As a promising dopamine D2-receptor imaging agent for single photon emission computerized tomography (SPECT), [123I](S)-(-)-2-hydroxy-3-iodo-6-methoxy-N [(1-ethyl-2-pyrrolidinyl)methyl]benzamide ([123I]IBZM) has recently been synthesized in a modified way along with its precursor, S(-)BZM, and the stereoisomer R(+)BZM. The present study applied this new product to investigate in vitro and in vivo D2-receptor binding in rat brain and in postmortem human brain. In vitro saturation binding curves with [123I]IBZM for rat crude striatal membrane preparations yielded an affinity constant (Kd) of 0.28 nM confirming data in the literature. Displacement curves revealed an order of increasing potency as follows: R(+)BZM less than S(-)sulpiride = less than S(-)BZM less than S(-)IBZM. A similar order was obtained when [3H]spiperone was used as ligand.

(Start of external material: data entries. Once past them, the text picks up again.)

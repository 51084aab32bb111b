//! The device control plane: open a camera, stream preview, record, and
//! capture stills through one blocking [`CameraHandle`].
//!
//! A session splits across three layers. The handle runs client operations
//! and blocks on a shared [`DeviceState`] cell; the dispatcher turns driver
//! completions into state settlements; delivery routes frames to callbacks
//! and the optional preview sink without ever blocking on an operation.
//!
//! # Example
//! ```rust,ignore
//! use argus::prelude::*;
//!
//! let handle = OpenRequest::new(0)
//!     .callbacks(CallbackTable::new().on_preview_frame(|_frame, bytes| {
//!         println!("frame: {} bytes", bytes.len());
//!     }))
//!     .open_sim()?;
//! handle.start_preview()?;
//! handle.take_picture()?;
//! handle.close();
//! # Ok::<(), argus::device_api::DeviceError>(())
//! ```

use std::sync::{Arc, OnceLock};

use argus_driver::{CameraDriver, DeviceInfo};

mod callbacks;
mod delivery;
mod dispatch;
mod handle;
mod request;
mod state;
mod tunables;
pub mod window;

pub use callbacks::{CallbackTable, Notify};
pub use delivery::DeliveryCounters;
pub use handle::{CMD_START_FACE_DETECTION, CameraHandle, DeviceStatus};
pub use request::{DeviceError, OpenRequest};
pub use state::DeviceState;
pub use tunables::{
    ArgusConfig, DEFAULT_PREVIEW_BUFFERS, DEFAULT_STATE_WAIT_MS, DeviceTunables,
    set_device_tunables,
};
pub use window::{FrameWindow, PreviewSink, SinkError};

/// State shared between the handle, the dispatcher, and delivery.
///
/// Lock order is strict: state cell before the delivery lock, and neither is
/// ever held across a driver call or a client callback.
pub(crate) struct DeviceShared {
    pub(crate) info: DeviceInfo,
    pub(crate) state: state::StateCell,
    pub(crate) delivery: parking_lot::Mutex<delivery::DeliveryState>,
    /// Installed right after construction; empty only inside `open` while
    /// the driver factory runs.
    pub(crate) driver: OnceLock<Arc<dyn CameraDriver>>,
}
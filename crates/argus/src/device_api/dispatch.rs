use log::{debug, error, trace, warn};

use argus_driver::{DriverEvent, FaultKind, FocusOutcome};

use super::callbacks::Notify;
use super::delivery;
use super::state::DeviceState;
use super::DeviceShared;

/// Stable classification string for a driver fault.
pub(crate) fn fault_code(kind: FaultKind) -> &'static str {
    match kind {
        FaultKind::Abort => "abort",
        FaultKind::DspAbort => "dsp_abort",
        FaultKind::Resource => "resource",
        FaultKind::OpFailed => "op_failed",
    }
}

fn notify_error(shared: &DeviceShared, code: &'static str) {
    let notify = shared.delivery.lock().callbacks.notify.clone();
    if let Some(cb) = notify {
        cb(Notify::Error { code });
    }
}

/// Route one driver completion against the session state.
///
/// Runs on the driver's event threads. Takes the state and delivery locks
/// only; never the handle's operation lock, so a blocked client operation can
/// always be settled from here.
pub(crate) fn on_event(shared: &DeviceShared, event: DriverEvent) {
    let state = shared.state.get();
    trace!("driver event {} in {state}", event.kind());
    if state == DeviceState::Error && !matches!(event, DriverEvent::StopDone) {
        warn!("swallowing {} while latched in error", event.kind());
        return;
    }
    match event {
        DriverEvent::Started => {
            if state == DeviceState::RawRequested {
                shared
                    .state
                    .transition(DeviceState::RawRequested, DeviceState::WaitingRaw);
            } else {
                shared
                    .state
                    .transition(DeviceState::PreviewStarting, DeviceState::PreviewRunning);
            }
        }
        DriverEvent::Stopped => match state {
            DeviceState::CaptureStopping => {
                shared
                    .state
                    .transition(DeviceState::CaptureStopping, DeviceState::Idle);
            }
            DeviceState::Stopping => {
                // A worker noticing teardown late; the final ack is StopDone.
                debug!("stop ack during teardown");
            }
            _ => {
                shared
                    .state
                    .transition(DeviceState::PreviewStopping, DeviceState::Idle);
            }
        },
        DriverEvent::PreviewFrame(frame) => {
            if state == DeviceState::PreviewRunning {
                delivery::on_preview_frame(shared, frame);
            } else {
                shared.delivery.lock().counters.dropped_frames += 1;
                trace!(
                    "preview frame {} outside streaming ({state}); recycled",
                    frame.index
                );
                delivery::requeue(shared, frame);
            }
        }
        DriverEvent::RawReady(frame) => match state {
            DeviceState::CaptureStopping => {
                debug!("raw frame {} dropped during capture stop", frame.index);
            }
            DeviceState::WaitingRaw => {
                delivery::on_raw(shared, frame);
                // Advance only once the client callback has returned.
                shared
                    .state
                    .transition(DeviceState::WaitingRaw, DeviceState::WaitingJpeg);
            }
            _ => {
                shared
                    .state
                    .transition(DeviceState::WaitingRaw, DeviceState::WaitingJpeg);
            }
        },
        DriverEvent::JpegFragment { bytes, last } => {
            delivery::on_jpeg_fragment(shared, &bytes);
            if last {
                delivery::finalize_jpeg(shared);
                shared
                    .state
                    .transition(DeviceState::WaitingJpeg, DeviceState::Idle);
            }
        }
        DriverEvent::JpegDone { bytes } => {
            delivery::on_jpeg_fragment(shared, &bytes);
            delivery::finalize_jpeg(shared);
            // The raw stage is skipped on the combined path, so the capture
            // may still be parked in WaitingRaw here.
            let from = if shared.state.get() == DeviceState::WaitingJpeg {
                DeviceState::WaitingJpeg
            } else {
                DeviceState::WaitingRaw
            };
            shared.state.transition(from, DeviceState::Idle);
        }
        DriverEvent::CaptureDone => match state {
            DeviceState::Idle => trace!("capture completion ack"),
            DeviceState::CaptureStopping => {
                // The capture completed before the cancel reached the driver.
                shared
                    .state
                    .transition(DeviceState::CaptureStopping, DeviceState::Idle);
            }
            other => {
                error!("capture done with no finalized payload in {other}");
                shared.state.set(DeviceState::Error);
                notify_error(shared, "capture_protocol");
            }
        },
        DriverEvent::FocusDone(outcome) => {
            // Focus failures are reported, never latched.
            let notify = shared.delivery.lock().callbacks.notify.clone();
            if let Some(cb) = notify {
                cb(Notify::Focus {
                    success: outcome == FocusOutcome::Focused,
                });
            }
        }
        DriverEvent::Fault(kind) => {
            let code = fault_code(kind);
            error!("driver fault: {code}");
            shared.state.set(DeviceState::Error);
            notify_error(shared, code);
        }
        DriverEvent::StopDone => {
            if state == DeviceState::Error {
                // Close from a latched session; Error stays absorbing.
                debug!("teardown ack while latched in error");
            } else {
                shared
                    .state
                    .transition(DeviceState::Stopping, DeviceState::Init);
            }
        }
    }
}
fn lookup_code(table: &[(&str, ControlCode)], value: Option<&str>) -> Option<ControlCode> {
    let value = value?;
    table
        .iter()
        .find_map(|(name, code)| (*name == value).then_some(*code))
}

fn lookup_or(table: &[(&str, ControlCode)], value: Option<&str>, default: ControlCode) -> ControlCode {
    lookup_code(table, value).unwrap_or(default)
}

#[derive(Debug, Error, PartialEq)]
pub enum ParamError {
    #[error("missing required parameter {key}")]
    Missing { key: &'static str },
    #[error("malformed value {value:?} for {key}")]
    Malformed { key: &'static str, value: String },
    #[error("fps range {min},{max} is not ordered")]
    FpsRange { min: i32, max: i32 },
    #[error("{key} must be positive, got {width}x{height}")]
    NonPositiveSize {
        key: &'static str,
        width: i32,
        height: i32,
    },
    #[error("unsupported {key} value {value:?}")]
    UnsupportedMode { key: &'static str, value: String },
    #[error("zoom {requested} exceeds max-zoom {max}")]
    ZoomRange { requested: u32, max: u32 },
    #[error("focus areas {reason}: {value:?}")]
    FocusAreas {
        reason: &'static str,
        value: String,
    },
}

/// One autofocus window after conversion into sensor coordinates: origin
/// plus width and height, each span rounded up to a multiple of four.
#[derive(Debug, Clone, Copy, PartialEq, Eq)]
#[cfg_attr(feature = "serde", derive(serde::Serialize, serde::Deserialize))]
pub struct FocusZone {
    pub x: i32,
    pub y: i32,
    pub width: i32,
    pub height: i32,
}

/// Capture location attached to the encoded output.
#[derive(Debug, Clone, PartialEq)]
#[cfg_attr(feature = "serde", derive(serde::Serialize, serde::Deserialize))]
pub struct GpsPosition {
    pub latitude: f64,
    pub longitude: f64,
    pub altitude: f64,
    pub timestamp: i64,
    pub process_method: Option<String>,
}

/// Key for one entry of the control push list the driver receives after a
/// successful snapshot.
#[derive(Debug, Clone, Copy, PartialEq, Eq)]
#[cfg_attr(feature = "serde", derive(serde::Serialize, serde::Deserialize))]
pub enum ControlKey {
    PreviewMode,
    EncodeRotation,
    SensorRotation,
    AfMode,
    WhiteBalance,
    JpegQuality,
    Effect,
    SceneMode,
    Zoom,
    Brightness,
    Contrast,
    ExposureCompensation,
    Antibanding,
    Iso,
    FlashMode,
    NightshotMode,
    Orientation,
    LumaAdaptation,
    FocalLength,
}

// Sensor zone plane the hardware expects focus windows in.
const ZONE_PLANE_W: i32 = 480;
const ZONE_PLANE_H: i32 = 640;

const FOCUS_ZONE_MAX: usize = 5;

#[derive(Debug, Clone, Copy)]
struct ClientRect {
    left: i32,
    top: i32,
    right: i32,
    bottom: i32,
    weight: i32,
}

fn parse_focus_areas(raw: &str) -> Result<SmallVec<[ClientRect; FOCUS_ZONE_MAX]>, ParamError> {
    let mut rects = SmallVec::new();
    let trimmed = raw.trim();
    if trimmed.is_empty() {
        return Ok(rects);
    }
    let malformed = |reason| ParamError::FocusAreas {
        reason,
        value: raw.to_string(),
    };
    let mut rest = trimmed;
    while !rest.is_empty() {
        rest = rest.trim_start_matches(',').trim_start();
        let Some(open) = rest.find('(') else {
            return Err(malformed("expected opening parenthesis"));
        };
        let Some(close) = rest[open..].find(')') else {
            return Err(malformed("unterminated group"));
        };
        let inner = &rest[open + 1..open + close];
        let mut fields = inner.split(',').map(|f| f.trim().parse::<i32>());
        let mut next = || {
            fields
                .next()
                .and_then(Result::ok)
                .ok_or(malformed("expected five integers"))
        };
        let rect = ClientRect {
            left: next()?,
            top: next()?,
            right: next()?,
            bottom: next()?,
            weight: next()?,
        };
        if fields.next().is_some() {
            return Err(malformed("expected five integers"));
        }
        // Zero weight marks a placeholder zone, not a request.
        if rect.weight != 0 {
            if rects.len() == FOCUS_ZONE_MAX {
                return Err(malformed("more than five zones"));
            }
            rects.push(rect);
        }
        rest = rest[open + close + 1..].trim_start();
    }
    Ok(rects)
}

/// Map one client-space point (`[-1000, 1000]` on both axes) onto the
/// sensor zone plane for the given mount angle.
fn map_zone_point(x: i32, y: i32, mount: Rotation, mirrored: bool) -> (i32, i32) {
    let x = if mirrored { -x } else { x };
    match mount {
        Rotation::Deg0 => ((1000 + x) * ZONE_PLANE_W / 2000, (1000 + y) * ZONE_PLANE_H / 2000),
        Rotation::Deg90 => ((1000 - y) * ZONE_PLANE_W / 2000, (1000 + x) * ZONE_PLANE_H / 2000),
        Rotation::Deg180 => ((1000 - x) * ZONE_PLANE_W / 2000, (1000 - y) * ZONE_PLANE_H / 2000),
        Rotation::Deg270 => ((1000 + y) * ZONE_PLANE_W / 2000, (1000 - x) * ZONE_PLANE_H / 2000),
    }
}

fn convert_zones(
    rects: &[ClientRect],
    mount: Rotation,
    mirrored: bool,
) -> SmallVec<[FocusZone; FOCUS_ZONE_MAX]> {
    rects
        .iter()
        .map(|rect| {
            let (x1, y1) = map_zone_point(rect.left, rect.top, mount, mirrored);
            let (x2, y2) = map_zone_point(rect.right, rect.bottom, mount, mirrored);
            let (left, right) = if x1 <= x2 { (x1, x2) } else { (x2, x1) };
            let (top, bottom) = if y1 <= y2 { (y1, y2) } else { (y2, y1) };
            FocusZone {
                x: left,
                y: top,
                width: ((right - left + 3) >> 2) << 2,
                height: ((bottom - top + 3) >> 2) << 2,
            }
        })
        .collect()
}

/// String-keyed parameter store, the client-facing configuration surface.
///
/// Values stay strings until [`ParamStore::to_session_config`] validates
/// the whole store into a typed [`SessionConfig`] in one shot.
///
/// # Example
/// ```rust
/// use argus_core::prelude::*;
///
/// let mut store = ParamStore::defaults(Facing::Back);
/// store.set(keys::PREVIEW_SIZE, "352x288");
/// let config = store.to_session_config(Rotation::Deg90, false).unwrap();
/// assert_eq!(config.preview_size, Resolution::new(352, 288).unwrap());
/// ```
#[derive(Debug, Clone, Default, PartialEq)]
pub struct ParamStore {
    map: BTreeMap<String, String>,
}
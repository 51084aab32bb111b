use std::fmt;
use std::sync::{Condvar, Mutex};
use std::time::{Duration, Instant};

use log::{error, trace};

/// Lifecycle state of an open device.
///
/// Client operations store intent states (`PreviewStarting`, `RawRequested`,
/// `PreviewStopping`, ...) and block until the dispatcher settles them from
/// driver completions. `Error` is absorbing: only a close can leave it.
#[derive(Clone, Copy, Debug, PartialEq, Eq)]
#[cfg_attr(feature = "serde", derive(serde::Serialize, serde::Deserialize))]
pub enum DeviceState {
    /// Driver initialized, session not configured.
    Init,
    /// Configured and quiescent between operations.
    Idle,
    /// Unrecoverable fault latched; only close leaves this state.
    Error,
    /// Preview submitted, waiting for the driver start ack.
    PreviewStarting,
    /// Preview frames flowing.
    PreviewRunning,
    /// Preview stop submitted, waiting for the stop ack.
    PreviewStopping,
    /// Capture submitted, waiting for the driver start ack.
    RawRequested,
    /// Capture acked, waiting for the raw frame.
    WaitingRaw,
    /// Raw delivered, waiting for the encoded payload.
    WaitingJpeg,
    /// Capture cancel submitted, waiting for it to settle.
    CaptureStopping,
    /// Device teardown submitted, waiting for the final ack.
    Stopping,
}

impl DeviceState {
    pub fn as_str(self) -> &'static str {
        match self {
            DeviceState::Init => "init",
            DeviceState::Idle => "idle",
            DeviceState::Error => "error",
            DeviceState::PreviewStarting => "preview-starting",
            DeviceState::PreviewRunning => "preview-running",
            DeviceState::PreviewStopping => "preview-stopping",
            DeviceState::RawRequested => "raw-requested",
            DeviceState::WaitingRaw => "waiting-raw",
            DeviceState::WaitingJpeg => "waiting-jpeg",
            DeviceState::CaptureStopping => "capture-stopping",
            DeviceState::Stopping => "stopping",
        }
    }

    /// Preview pipeline is live (submitted or streaming).
    pub fn preview_live(self) -> bool {
        matches!(
            self,
            DeviceState::PreviewStarting | DeviceState::PreviewRunning
        )
    }

    /// A still capture is in flight.
    pub fn capture_live(self) -> bool {
        matches!(
            self,
            DeviceState::RawRequested | DeviceState::WaitingRaw | DeviceState::WaitingJpeg
        )
    }
}

impl fmt::Display for DeviceState {
    fn fmt(&self, f: &mut fmt::Formatter<'_>) -> fmt::Result {
        f.write_str(self.as_str())
    }
}

/// Shared state slot with blocking waits.
///
/// At most one client operation waits at a time (operations are serialized by
/// the handle's operation lock), so every store signals with `notify_one`.
pub struct StateCell {
    slot: Mutex<DeviceState>,
    signal: Condvar,
}

impl StateCell {
    pub fn new() -> Self {
        Self {
            slot: Mutex::new(DeviceState::Init),
            signal: Condvar::new(),
        }
    }

    pub fn get(&self) -> DeviceState {
        *self.slot.lock().unwrap()
    }

    /// Store a state unconditionally and wake the waiter.
    pub fn set(&self, next: DeviceState) {
        {
            let mut slot = self.slot.lock().unwrap();
            trace!("state {} -> {next}", *slot);
            *slot = next;
        }
        self.signal.notify_one();
    }

    /// Store `next` only if the current state is `expected`.
    ///
    /// On mismatch the cell latches `Error` instead, so a stale or unexpected
    /// driver completion can never leave the session in a live state. Either
    /// way the waiter is woken.
    pub fn transition(&self, expected: DeviceState, next: DeviceState) -> bool {
        let matched;
        {
            let mut slot = self.slot.lock().unwrap();
            matched = *slot == expected;
            if matched {
                trace!("state {expected} -> {next}");
                *slot = next;
            } else {
                error!("state transition expected {expected}, found {}; latching error", *slot);
                *slot = DeviceState::Error;
            }
        }
        self.signal.notify_one();
        matched
    }

    /// Block until the state is one of `targets` or `Error`, bounded by
    /// `bound`. A timeout latches `Error` so a wedged driver cannot hang the
    /// client forever.
    pub(crate) fn wait_settled_for(
        &self,
        targets: &[DeviceState],
        bound: Duration,
    ) -> DeviceState {
        let deadline = Instant::now() + bound;
        let mut slot = self.slot.lock().unwrap();
        loop {
            if *slot == DeviceState::Error || targets.contains(&*slot) {
                return *slot;
            }
            let now = Instant::now();
            if now >= deadline {
                error!("state wait timed out in {}; latching error", *slot);
                *slot = DeviceState::Error;
                drop(slot);
                self.signal.notify_one();
                return DeviceState::Error;
            }
            let (guard, _timeout) = self.signal.wait_timeout(slot, deadline - now).unwrap();
            slot = guard;
        }
    }
}

impl Default for StateCell {
    fn default() -> Self {
        Self::new()
    }
}
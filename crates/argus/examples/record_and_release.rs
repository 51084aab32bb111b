use std::sync::Arc;
use std::sync::atomic::{AtomicU64, Ordering};
use std::thread;
use std::time::Duration;

use argus::prelude::*;

fn main() -> Result<(), DeviceError> {
    env_logger::init();

    let handle = Arc::new(OpenRequest::new(0).recording_hint(true).open_sim()?);
    // Hand the encoder buffer descriptors instead of frame copies.
    handle.store_meta_data_in_buffers(true)?;

    let encoded = Arc::new(AtomicU64::new(0));
    let encoded_for_cb = Arc::clone(&encoded);
    let handle_for_cb = Arc::clone(&handle);
    handle.set_callbacks(CallbackTable::new().on_video_frame(move |ts, frame, record| {
        if encoded_for_cb.fetch_add(1, Ordering::SeqCst) == 0 {
            let phys = u32::from_le_bytes(record[4..8].try_into().expect("record"));
            println!("first frame: ts={ts} slot={} phys=0x{phys:08X}", frame.index);
        }
        // A real encoder consumes the descriptor, then gives the slot back.
        if let Err(e) = handle_for_cb.release_recording_frame(frame.index) {
            eprintln!("release of slot {} failed: {e}", frame.index);
        }
    }));

    handle.start_recording()?;
    thread::sleep(Duration::from_millis(60));
    handle.stop_recording()?;

    let counters = handle.status().counters;
    handle.stop_preview()?;
    println!(
        "encoded {} frames, released {} back to the ring",
        encoded.load(Ordering::SeqCst),
        counters.client_released
    );

    handle.close();
    Ok(())
}
impl CameraDriver for SimDriver {
    fn descriptor(&self) -> &DeviceInfo {
        &self.info
    }

    fn start_preview(&self, pool: Arc<FramePool>) -> Result<(), DriverError> {
        let mut preview = self.preview.lock();
        if preview.is_some() {
            return Err(DriverError::AlreadyStreaming);
        }
        let queue = Arc::new(ArrayQueue::<FrameHandle>::new(pool.count().max(1)));
        let (stop_tx, stop_rx) = mpsc::channel();
        let sink = Arc::clone(&self.sink);
        let seq = Arc::clone(&self.frame_seq);
        let queue_for_thread = Arc::clone(&queue);
        let knobs = self.knobs.clone();
        let thread = thread::spawn(move || {
            let silent = knobs.silent;
            let emit = move |event: DriverEvent| {
                if !silent {
                    trace!("sim event: {}", event.kind());
                    (*sink)(event);
                }
            };
            if let Some(kind) = knobs.fault_on_start {
                emit(DriverEvent::Fault(kind));
                return;
            }
            emit(DriverEvent::Started);
            loop {
                match stop_rx.try_recv() {
                    Ok(StopMode::Ack) => {
                        emit(DriverEvent::Stopped);
                        break;
                    }
                    Ok(StopMode::Quiet) | Err(mpsc::TryRecvError::Disconnected) => break,
                    Err(mpsc::TryRecvError::Empty) => {}
                }
                if let Some(frame) = queue_for_thread.pop() {
                    let n = seq.fetch_add(1, Ordering::Relaxed);
                    let fill = pool.fill_frame(frame.index, |buf| buf.fill((n % 256) as u8));
                    if fill.is_err() {
                        emit(DriverEvent::Fault(FaultKind::OpFailed));
                        break;
                    }
                    emit(DriverEvent::PreviewFrame(frame));
                }
                thread::sleep(knobs.frame_interval);
            }
        });
        *preview = Some(PreviewSession {
            worker: Worker { stop_tx, thread },
            queue,
        });
        Ok(())
    }

    fn stop_preview(&self) -> Result<(), DriverError> {
        let session = self
            .preview
            .lock()
            .take()
            .ok_or(DriverError::NotStreaming)?;
        session.worker.stop(StopMode::Ack);
        Ok(())
    }

    fn queue_preview_buffer(&self, frame: FrameHandle) -> Result<(), DriverError> {
        let preview = self.preview.lock();
        let session = preview.as_ref().ok_or(DriverError::NotStreaming)?;
        session
            .queue
            .push(frame)
            .map_err(|_| DriverError::QueueFull)
    }

    fn set_capture_pools(&self, pools: CapturePools) -> Result<(), DriverError> {
        *self.pools.lock() = Some(pools);
        Ok(())
    }

    fn take_picture(&self) -> Result<(), DriverError> {
        let pools = self
            .pools
            .lock()
            .clone()
            .ok_or(DriverError::NoCapturePools)?;
        let mut capture = self.capture.lock();
        if let Some(worker) = capture.take() {
            if !worker.thread.is_finished() {
                *capture = Some(worker);
                return Err(DriverError::Rejected("capture already in flight"));
            }
            let _ = worker.thread.join();
        }
        let (stop_tx, stop_rx) = mpsc::channel();
        let sink = Arc::clone(&self.sink);
        let seq = Arc::clone(&self.frame_seq);
        let knobs = self.knobs.clone();
        let thread = thread::spawn(move || run_capture(pools, sink, knobs, seq, stop_rx));
        *capture = Some(Worker { stop_tx, thread });
        Ok(())
    }

    fn cancel_capture(&self) -> Result<(), DriverError> {
        // Take the worker out before joining so the event thread can still
        // reach the driver while we wait for it.
        let worker = self.capture.lock().take();
        match worker {
            Some(worker) if !worker.thread.is_finished() => worker.stop(StopMode::Ack),
            Some(worker) => {
                // Completed before the cancel; reap it and ack ourselves.
                worker.stop(StopMode::Quiet);
                self.emit(DriverEvent::Stopped);
            }
            None => self.emit(DriverEvent::Stopped),
        }
        Ok(())
    }

    fn auto_focus(&self) -> Result<(), DriverError> {
        let sink = Arc::clone(&self.sink);
        let knobs = self.knobs.clone();
        let generation = Arc::clone(&self.af_generation);
        let started_at = generation.load(Ordering::Acquire);
        thread::spawn(move || {
            thread::sleep(knobs.frame_interval);
            if generation.load(Ordering::Acquire) != started_at {
                return;
            }
            if !knobs.silent {
                let outcome = if knobs.fail_focus {
                    FocusOutcome::Failed
                } else {
                    FocusOutcome::Focused
                };
                trace!("sim event: focus_done");
                (*sink)(DriverEvent::FocusDone(outcome));
            }
        });
        Ok(())
    }

    fn cancel_auto_focus(&self) -> Result<(), DriverError> {
        self.af_generation.fetch_add(1, Ordering::AcqRel);
        Ok(())
    }

    fn push_control(&self, key: ControlKey, value: ControlCode) -> Result<(), DriverError> {
        debug!("sim control push {key:?} = {value}");
        self.pushed.lock().push((key, value));
        Ok(())
    }

    fn set_focus_zones(&self, zones: &[FocusZone]) -> Result<(), DriverError> {
        *self.zones.lock() = zones.to_vec();
        Ok(())
    }

    fn set_position(&self, position: &GpsPosition) -> Result<(), DriverError> {
        debug!(
            "sim position lat={} lon={} alt={}",
            position.latitude, position.longitude, position.altitude
        );
        *self.position.lock() = Some(position.clone());
        Ok(())
    }

    fn stop(&self) -> Result<(), DriverError> {
        let preview = self.preview.lock().take();
        if let Some(session) = preview {
            session.worker.stop(StopMode::Quiet);
        }
        let capture = self.capture.lock().take();
        if let Some(worker) = capture {
            worker.stop(StopMode::Quiet);
        }
        self.emit(DriverEvent::StopDone);
        Ok(())
    }
}
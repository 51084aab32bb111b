use std::sync::mpsc;

use argus::prelude::*;

fn main() -> Result<(), DeviceError> {
    env_logger::init();

    let (jpeg_tx, jpeg_rx) = mpsc::channel();
    let handle = OpenRequest::new(0)
        .picture_size(Resolution::new(1280, 960).expect("size"))
        .callbacks(
            CallbackTable::new()
                .on_notify(|event| match event {
                    Notify::Shutter => println!("shutter"),
                    Notify::Focus { success } => println!("focus locked: {success}"),
                    Notify::Error { code } => eprintln!("fault: {code}"),
                })
                .on_compressed_image(move |_frame, bytes| {
                    let _ = jpeg_tx.send(bytes.to_vec());
                }),
        )
        .open_sim()?;

    handle.auto_focus()?;
    handle.take_picture()?;

    let jpeg = jpeg_rx.recv().expect("still payload");
    println!(
        "captured {} bytes, markers {:02X}{:02X}..{:02X}{:02X}",
        jpeg.len(),
        jpeg[0],
        jpeg[1],
        jpeg[jpeg.len() - 2],
        jpeg[jpeg.len() - 1]
    );

    handle.close();
    Ok(())
}
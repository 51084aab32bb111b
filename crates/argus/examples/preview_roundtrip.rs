use std::sync::Arc;
use std::sync::atomic::{AtomicUsize, Ordering};
use std::thread;
use std::time::Duration;

use argus::prelude::*;

fn main() -> Result<(), DeviceError> {
    env_logger::init();

    let frames = Arc::new(AtomicUsize::new(0));
    let frames_for_cb = Arc::clone(&frames);
    let window = FrameWindow::new();

    let handle = OpenRequest::new(0)
        .callbacks(CallbackTable::new().on_preview_frame(move |frame, bytes| {
            let n = frames_for_cb.fetch_add(1, Ordering::SeqCst) + 1;
            if n <= 3 {
                println!(
                    "frame #{n}: slot {} carrying {} bytes",
                    frame.index,
                    bytes.len()
                );
            }
        }))
        .preview_sink(Box::new(window.clone()))
        .open_sim()?;

    println!(
        "opened device {} ({:?}), state {}",
        handle.info().id,
        handle.info().facing,
        handle.status().state
    );

    handle.start_preview()?;
    thread::sleep(Duration::from_millis(50));
    let status = handle.status();
    handle.stop_preview()?;

    if let Some((size, bytes)) = window.last_frame() {
        println!(
            "sink saw {} frames, last one {size} ({} bytes)",
            window.frames(),
            bytes.len()
        );
    }
    println!(
        "client saw {} frames, driver delivered {} ({} recycled unseen)",
        frames.load(Ordering::SeqCst),
        status.counters.preview_frames,
        status.counters.dropped_frames
    );
    handle.close();
    Ok(())
}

For human putamen and caudate nucleus membranes slightly higher Kd values (0.49 nM) were obtained. Rank order of displacing potency for the various drugs was similar to that found in the rat preparations. In vivo uptake of [123I]IBZM in rat brain following injection of 50 microCi (12-16 pmol) in the tail vein revealed an increase in the striatum-to-cerebellum ratio from 1.5 at 5 min to 6.9 at 2 h. The olfactory tubercle-to-cerebellum ratio was also raised from 1.6 to 3.3. Other brain regions tested failed to show statistically significant enhancements. Coinjection of 40 nmol S(-)IBZM, 4 mumol S(-)BZM or 200 nmol haloperidol displaced [123I]IBMZ when tested at 90 min. The use of 4 mumol R(+)BZM resulted in minor displacement only, demonstrating that stereospecificity of the displacement was present in vivo and in vitro. Displacements were also observed in substantia nigra and pons-medulla oblongata, but not in hippocampus or frontal and occipital cortex. The data provide the required background needed in order to initiate in vivo binding studies for D2-receptors in basal ganglia of human patients using [123I]IBZM in SPECT analyses.